● **PROBLEM TO WORK ON**:
Scan the entries for the word "derive" and report how many lines contain it, as a number with no other words.
INPUT DATA START
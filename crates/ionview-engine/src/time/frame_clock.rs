/// Default upper bound for a single frame delta, in seconds.
pub const DEFAULT_MAX_FRAME_DELTA: f32 = 0.25;

/// Frame timing snapshot.
#[derive(Debug, Copy, Clone, PartialEq)]
pub struct FrameTime {
    /// Time elapsed since the previous frame, in seconds, after clamping.
    pub dt: f32,

    /// Host timestamp of this frame, in milliseconds.
    pub timestamp_ms: f64,

    /// Monotonic frame counter. The priming frame is not counted.
    pub frame_index: u64,

    /// True when the host delivered a timestamp earlier than the previous one.
    pub regressed: bool,
}

/// Frame clock fed with host timestamps (milliseconds).
///
/// The first timestamp only primes the clock: no delta is defined for it.
/// Every later timestamp produces a [`FrameTime`] whose `dt` is clamped to
/// `[0, max_frame_delta]`, so clock regressions and long stalls (suspended
/// tabs, debugger breaks, minimized windows) never reach downstream systems
/// as negative or huge steps.
///
/// Invariant: `last_time_ms` never decreases.
#[derive(Debug, Clone)]
pub struct FrameClock {
    last_ms: Option<f64>,
    frame_index: u64,
    max_dt: f32,
    regressions: u64,
}

impl FrameClock {
    /// Creates a clock with the default delta clamp.
    pub fn new() -> Self {
        Self::with_max_delta(DEFAULT_MAX_FRAME_DELTA)
    }

    /// Creates a clock with a custom upper delta clamp (seconds).
    pub fn with_max_delta(max_dt: f32) -> Self {
        debug_assert!(max_dt >= 0.0);
        Self {
            last_ms: None,
            frame_index: 0,
            max_dt: max_dt.max(0.0),
            regressions: 0,
        }
    }

    /// Records the first timestamp without producing a delta.
    pub fn prime(&mut self, timestamp_ms: f64) {
        self.last_ms = Some(timestamp_ms);
    }

    pub fn is_primed(&self) -> bool {
        self.last_ms.is_some()
    }

    /// Last recorded timestamp, if the clock has been primed.
    pub fn last_time_ms(&self) -> Option<f64> {
        self.last_ms
    }

    /// Number of regressed timestamps observed so far.
    pub fn regressions(&self) -> u64 {
        self.regressions
    }

    pub fn max_frame_delta(&self) -> f32 {
        self.max_dt
    }

    /// Advances the clock to `timestamp_ms`.
    ///
    /// Returns `None` when the clock was not primed yet; the timestamp is then
    /// recorded as the priming timestamp.
    pub fn tick(&mut self, timestamp_ms: f64) -> Option<FrameTime> {
        let Some(last) = self.last_ms else {
            self.prime(timestamp_ms);
            return None;
        };

        let raw = (timestamp_ms - last) / 1000.0;
        let regressed = raw < 0.0;
        if regressed {
            self.regressions += 1;
            log::warn!(
                "frame clock regression: {timestamp_ms:.3} ms after {last:.3} ms ({} so far); delta clamped to 0",
                self.regressions
            );
        }

        let dt = (raw as f32).clamp(0.0, self.max_dt);
        self.last_ms = Some(last.max(timestamp_ms));

        let ft = FrameTime {
            dt,
            timestamp_ms,
            frame_index: self.frame_index,
            regressed,
        };

        self.frame_index = self
            .frame_index
            .wrapping_add(1);

        Some(ft)
    }
}

impl Default for FrameClock {
    fn default() -> Self {
        Self::new()
    }
}

#[cfg(test)]
mod tests {
    use super::*;
    use approx::assert_relative_eq;

    #[test]
    fn first_timestamp_only_primes() {
        let mut clock = FrameClock::new();
        assert!(clock.tick(5.0).is_none());
        assert!(clock.is_primed());
        assert_eq!(clock.last_time_ms(), Some(5.0));
    }

    #[test]
    fn delta_sequence_for_typical_vsync() {
        let mut clock = FrameClock::new();
        let deltas: Vec<Option<f32>> = [0.0, 16.0, 33.0]
            .into_iter()
            .map(|t| clock.tick(t).map(|ft| ft.dt))
            .collect();

        assert!(deltas[0].is_none());
        assert_relative_eq!(deltas[1].unwrap(), 0.016, epsilon = 1e-6);
        assert_relative_eq!(deltas[2].unwrap(), 0.017, epsilon = 1e-6);
    }

    #[test]
    fn frame_index_counts_from_first_real_frame() {
        let mut clock = FrameClock::new();
        clock.prime(0.0);
        assert_eq!(clock.tick(10.0).unwrap().frame_index, 0);
        assert_eq!(clock.tick(20.0).unwrap().frame_index, 1);
    }

    #[test]
    fn regression_clamps_to_zero_and_keeps_last_time() {
        let mut clock = FrameClock::new();
        clock.prime(100.0);

        let ft = clock.tick(40.0).unwrap();
        assert_eq!(ft.dt, 0.0);
        assert!(ft.regressed);
        assert_eq!(clock.regressions(), 1);
        assert_eq!(clock.last_time_ms(), Some(100.0));

        let ft = clock.tick(116.0).unwrap();
        assert!(!ft.regressed);
        assert_relative_eq!(ft.dt, 0.016, epsilon = 1e-6);
    }

    #[test]
    fn repeated_timestamp_gives_zero_delta() {
        let mut clock = FrameClock::new();
        clock.prime(50.0);
        let ft = clock.tick(50.0).unwrap();
        assert_eq!(ft.dt, 0.0);
        assert!(!ft.regressed);
    }

    #[test]
    fn long_stall_is_clamped_to_max() {
        let mut clock = FrameClock::with_max_delta(0.1);
        clock.prime(0.0);
        assert_relative_eq!(clock.tick(5_000.0).unwrap().dt, 0.1);
    }

    #[test]
    fn deltas_are_never_negative() {
        let mut clock = FrameClock::new();
        clock.prime(0.0);
        for t in [10.0, 5.0, 20.0, 19.0, 19.5, 40.0, -3.0] {
            assert!(clock.tick(t).unwrap().dt >= 0.0);
        }
    }
}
INPUT DATA END
● **RESPONSE BELOW**:
2